Below are the records; count how many of their lines contain the word "filled" and give that number only.

** Data for analysis follows **

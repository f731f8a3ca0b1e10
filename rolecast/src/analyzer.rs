#![deny(warnings)]

use crate::english::{english_grammar, english_lexicon, verb_lemmas};
use crate::extract::RoleExtractor;
use crate::roles::RoleRecord;
use arbor::{BacktrackParser, Grammar, Lexicon, ParseError, ParseTree, ParserConfig, Token};
use taggers::{HeuristicLemmatizer, HeuristicTagger, Lemmatize, PosTagger};

/// Recoverable end-to-end outcomes; a sentence that can't be analyzed is
/// reported, never dropped or panicked on.
#[derive(Clone, PartialEq, Eq, Debug, thiserror::Error)]
pub enum AnalyzeError {
    #[error(transparent)]
    Parse(#[from] ParseError),
    /// Parsing succeeded but every tree failed role extraction.
    #[error("no roles extracted from any parse tree")]
    MalformedTree,
}

/// Sentence-to-roles pipeline: tag, parse, extract. Holds only immutable
/// configuration, so every analysis is independent of the previous one.
pub struct Analyzer<T: PosTagger, L: Lemmatize> {
    tagger: T,
    parser: BacktrackParser,
    extractor: RoleExtractor<L>,
}

pub type EnglishAnalyzer = Analyzer<HeuristicTagger, HeuristicLemmatizer>;

impl EnglishAnalyzer {
    /// Analyzer over the builtin English lexicon and grammar.
    pub fn english() -> EnglishAnalyzer {
        let lemmatizer = HeuristicLemmatizer::with_known_forms(verb_lemmas().iter().copied());
        Analyzer::new(
            english_grammar(),
            english_lexicon(),
            HeuristicTagger,
            lemmatizer,
        )
    }
}

impl<T: PosTagger, L: Lemmatize> Analyzer<T, L> {
    pub fn new(grammar: Grammar, lexicon: Lexicon, tagger: T, lemmatizer: L) -> Analyzer<T, L> {
        Analyzer::with_config(grammar, lexicon, tagger, lemmatizer, ParserConfig::default())
    }

    pub fn with_config(
        grammar: Grammar,
        lexicon: Lexicon,
        tagger: T,
        lemmatizer: L,
        config: ParserConfig,
    ) -> Analyzer<T, L> {
        Analyzer {
            tagger,
            parser: BacktrackParser::with_config(grammar, lexicon, config),
            extractor: RoleExtractor::new(lemmatizer),
        }
    }

    /// All parse trees of the sentence, ambiguity preserved.
    pub fn parse(&self, sentence: &str) -> Result<Vec<ParseTree>, AnalyzeError> {
        let tokens: Vec<Token> = self
            .tagger
            .tag(sentence)
            .into_iter()
            .map(|(word, tag)| Token::new(word, tag))
            .collect();
        Ok(self.parser.parse(&tokens)?)
    }

    /// Role mapping of the sentence. With several parse trees the richest
    /// mapping wins: most records, then most filled role slots, then the
    /// earliest-discovered tree. Stable across runs; see DESIGN.md.
    pub fn analyze(&self, sentence: &str) -> Result<Vec<RoleRecord>, AnalyzeError> {
        let mut best: Option<Vec<RoleRecord>> = None;
        for mapping in self.analyze_all(sentence)? {
            let better = match &best {
                None => true,
                Some(current) => richness(&mapping) > richness(current),
            };
            if better {
                best = Some(mapping);
            }
        }
        best.ok_or(AnalyzeError::MalformedTree)
    }

    /// One role mapping per parse tree that extracted cleanly; malformed
    /// trees are skipped, they don't fail the analysis.
    pub fn analyze_all(&self, sentence: &str) -> Result<Vec<Vec<RoleRecord>>, AnalyzeError> {
        let trees = self.parse(sentence)?;
        Ok(trees
            .iter()
            .filter_map(|tree| self.extractor.extract(tree).ok())
            .collect())
    }
}

fn richness(records: &[RoleRecord]) -> (usize, usize) {
    let filled = records
        .iter()
        .map(|r| r.agents.len() + r.patients.len() + r.modifiers.len() + r.subclauses.len())
        .sum();
    (records.len(), filled)
}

** End of Data for analysis **

Exercise solution
3